**Aim of the exercise**.
Look through the lines below; wherever the word "CountingSource" appears, copy that line.

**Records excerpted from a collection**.
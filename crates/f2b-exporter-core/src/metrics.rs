//! Prometheus gauges for jail counters.
//!
//! | Metric | Labels |
//! |--------|--------|
//! | `fail2ban_up` | |
//! | `fail2ban_failed_current` | `jail` |
//! | `fail2ban_failed_total` | `jail` |
//! | `fail2ban_banned_current` | `jail` |
//! | `fail2ban_banned_total` | `jail` |
//!
//! Every scrape starts from empty per-jail vectors, so jails removed from
//! the daemon disappear from the output on the next scrape.

use prometheus::{Encoder, Gauge, GaugeVec, Opts, Registry, TextEncoder};

use crate::protocol::Jail;

/// Errors from building or rendering the registry.
#[derive(Debug, thiserror::Error)]
pub enum MetricsError {
    #[error("failed to register metric: {0}")]
    Registration(#[source] prometheus::Error),

    #[error("failed to encode metrics: {0}")]
    Encoding(String),
}

/// The exporter's metric families, registered in a private registry.
#[derive(Clone)]
pub struct ExporterMetrics {
    registry: Registry,
    up: Gauge,
    failed_current: GaugeVec,
    failed_total: GaugeVec,
    banned_current: GaugeVec,
    banned_total: GaugeVec,
}

impl ExporterMetrics {
    pub fn new() -> Result<Self, MetricsError> {
        let registry = Registry::new();

        let up = Gauge::with_opts(Opts::new(
            "fail2ban_up",
            "Whether collecting fail2ban's metrics was successful.",
        ))
        .map_err(MetricsError::Registration)?;
        registry
            .register(Box::new(up.clone()))
            .map_err(MetricsError::Registration)?;

        let per_jail = |name: &str, help: &str| -> Result<GaugeVec, MetricsError> {
            let gauge = GaugeVec::new(Opts::new(name, help), &["jail"])
                .map_err(MetricsError::Registration)?;
            registry
                .register(Box::new(gauge.clone()))
                .map_err(MetricsError::Registration)?;
            Ok(gauge)
        };

        Ok(Self {
            failed_current: per_jail(
                "fail2ban_failed_current",
                "Number of currently failed connections by jail.",
            )?,
            failed_total: per_jail(
                "fail2ban_failed_total",
                "Number of total failed connections by jail.",
            )?,
            banned_current: per_jail(
                "fail2ban_banned_current",
                "Number of currently banned connections by jail.",
            )?,
            banned_total: per_jail(
                "fail2ban_banned_total",
                "Number of total banned connections by jail.",
            )?,
            registry,
            up,
        })
    }

    /// Publish the outcome of one poll. `None` means the poll failed: no
    /// jail series and `fail2ban_up 0`.
    #[allow(clippy::cast_precision_loss)]
    pub fn record(&self, jails: Option<&[Jail]>) {
        for vec in [
            &self.failed_current,
            &self.failed_total,
            &self.banned_current,
            &self.banned_total,
        ] {
            vec.reset();
        }

        let Some(jails) = jails else {
            self.up.set(0.0);
            return;
        };

        for jail in jails {
            let labels = [jail.name.as_str()];
            self.failed_current
                .with_label_values(&labels)
                .set(jail.currently_failed as f64);
            self.failed_total
                .with_label_values(&labels)
                .set(jail.total_failed as f64);
            self.banned_current
                .with_label_values(&labels)
                .set(jail.currently_banned as f64);
            self.banned_total
                .with_label_values(&labels)
                .set(jail.total_banned as f64);
        }
        self.up.set(1.0);
    }

    /// Render the registry in the Prometheus text format.
    pub fn render(&self) -> Result<String, MetricsError> {
        let encoder = TextEncoder::new();
        let mut buffer = Vec::new();
        encoder
            .encode(&self.registry.gather(), &mut buffer)
            .map_err(|e| MetricsError::Encoding(e.to_string()))?;
        String::from_utf8(buffer).map_err(|e| MetricsError::Encoding(e.to_string()))
    }

    /// `Content-Type` of [`render`](Self::render)'s output.
    pub fn content_type(&self) -> String {
        TextEncoder::new().format_type().to_string()
    }
}
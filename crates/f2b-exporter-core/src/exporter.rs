//! Exporter process: startup, shutdown and the serve loop.

use std::sync::Arc;

use tokio::net::TcpListener;
use tokio::sync::broadcast;
use tracing::{info, warn};

use f2b_exporter_config::{AppConfig, ConfigError};

use crate::metrics::{ExporterMetrics, MetricsError};
use crate::protocol::StatusClient;
use crate::server::{self, JailSource, ServerState};

/// Shutdown signal sent via broadcast channel.
#[derive(Debug, Clone)]
pub struct ShutdownSignal;

/// The fail2ban exporter: one status client, one registry, one HTTP server.
pub struct Exporter {
    config: AppConfig,
    state: Arc<ServerState>,
    shutdown_tx: broadcast::Sender<ShutdownSignal>,
    _shutdown_rx: broadcast::Receiver<ShutdownSignal>,
}

impl Exporter {
    /// Create an exporter talking to the socket named in `config`.
    ///
    /// Nothing is dialed until the first scrape.
    pub fn new(config: AppConfig) -> Result<Self, ExporterError> {
        let client = StatusClient::from_config(&config);
        Self::with_source(config, Arc::new(client))
    }

    /// Create an exporter that polls `source` instead of the configured socket.
    pub fn with_source(
        config: AppConfig,
        source: Arc<dyn JailSource>,
    ) -> Result<Self, ExporterError> {
        config.validate()?;
        let metrics = ExporterMetrics::new()?;
        let state = Arc::new(ServerState::new(
            source,
            metrics,
            config.web.telemetry_path.clone(),
        ));
        let (shutdown_tx, _shutdown_rx) = broadcast::channel(1);

        Ok(Self {
            config,
            state,
            shutdown_tx,
            _shutdown_rx,
        })
    }

    /// Bind the configured listen address and serve until shutdown.
    pub async fn run(&self) -> Result<(), ExporterError> {
        let addr = self.config.web.socket_addr()?;
        let listener = TcpListener::bind(addr).await?;
        self.run_on(listener).await
    }

    /// Serve on an already bound listener until Ctrl-C or [`shutdown`](Self::shutdown).
    pub async fn run_on(&self, listener: TcpListener) -> Result<(), ExporterError> {
        info!(
            socket = %self.config.socket.path,
            version = %crate::build_info::version_string(),
            "Starting fail2ban exporter"
        );

        let mut shutdown_rx = self.shutdown_tx.subscribe();
        let mut server = tokio::spawn(server::serve(
            listener,
            Arc::clone(&self.state),
            self.shutdown_tx.subscribe(),
        ));

        let served = tokio::select! {
            _ = shutdown_rx.recv() => {
                info!("Shutdown signal received, stopping exporter");
                None
            }
            _ = tokio::signal::ctrl_c() => {
                warn!("Ctrl-C received, initiating graceful shutdown");
                let _ = self.shutdown_tx.send(ShutdownSignal);
                None
            }
            result = &mut server => Some(result),
        };

        let served = match served {
            Some(result) => result,
            None => server.await,
        };

        self.state.source.close().await;
        info!("Exporter stopped");

        served.map_err(|e| ExporterError::Task(e.to_string()))??;
        Ok(())
    }

    /// Request a graceful shutdown.
    pub fn shutdown(&self) {
        let _ = self.shutdown_tx.send(ShutdownSignal);
    }

    /// Run one scrape outside of HTTP and return the rendered metrics.
    pub async fn scrape(&self) -> Result<String, ExporterError> {
        Ok(self.state.scrape().await?)
    }
}

/// Errors from the exporter runtime.
#[derive(Debug, thiserror::Error)]
pub enum ExporterError {
    #[error(transparent)]
    Config(#[from] ConfigError),

    #[error(transparent)]
    Metrics(#[from] MetricsError),

    #[error("IO error: {0}")]
    Io(#[from] std::io::Error),

    #[error("server task failed: {0}")]
    Task(String),
}

#[cfg(test)]
mod tests {
    use super::*;
    use crate::BoxFuture;
    use crate::protocol::{ConnectionState, ExtractError, Jail};
    use std::sync::atomic::{AtomicBool, Ordering};
    use std::time::Duration;

    #[derive(Default)]
    struct CountingSource {
        closed: AtomicBool,
    }

    impl JailSource for CountingSource {
        fn poll(&self) -> BoxFuture<'_, Result<Vec<Jail>, ExtractError>> {
            Box::pin(async {
                Ok(vec![Jail {
                    name: "sshd".to_string(),
                    currently_failed: 0,
                    total_failed: 5,
                    currently_banned: 0,
                    total_banned: 2,
                }])
            })
        }

        fn daemon_state(&self) -> ConnectionState {
            ConnectionState::Connected
        }

        fn close(&self) -> BoxFuture<'_, ()> {
            self.closed.store(true, Ordering::SeqCst);
            Box::pin(async {})
        }
    }

    #[test]
    fn test_new_rejects_invalid_config() {
        let mut config = AppConfig::default();
        config.web.telemetry_path = "metrics".to_string();
        assert!(matches!(
            Exporter::new(config),
            Err(ExporterError::Config(_))
        ));
    }

    #[tokio::test]
    async fn test_scrape_without_server() {
        let exporter =
            Exporter::with_source(AppConfig::default(), Arc::new(CountingSource::default()))
                .unwrap();
        let text = exporter.scrape().await.unwrap();
        assert!(text.contains(r#"fail2ban_failed_total{jail="sshd"} 5"#));
    }

    #[tokio::test]
    async fn test_shutdown_stops_run_and_closes_session() {
        let source = Arc::new(CountingSource::default());
        let exporter = Arc::new(
            Exporter::with_source(AppConfig::default(), Arc::clone(&source) as Arc<dyn JailSource>)
                .unwrap(),
        );
        let listener = TcpListener::bind("127.0.0.1:0").await.unwrap();

        let runner = {
            let exporter = Arc::clone(&exporter);
            tokio::spawn(async move { exporter.run_on(listener).await })
        };

        tokio::time::sleep(Duration::from_millis(50)).await;
        exporter.shutdown();

        tokio::time::timeout(Duration::from_secs(5), runner)
            .await
            .unwrap()
            .unwrap()
            .unwrap();
        assert!(source.closed.load(Ordering::SeqCst));
    }
}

**Reply**.
    struct CountingSource {
    impl JailSource for CountingSource {
            Exporter::with_source(AppConfig::default(), Arc::new(CountingSource::default()))
        let source = Arc::new(CountingSource::default());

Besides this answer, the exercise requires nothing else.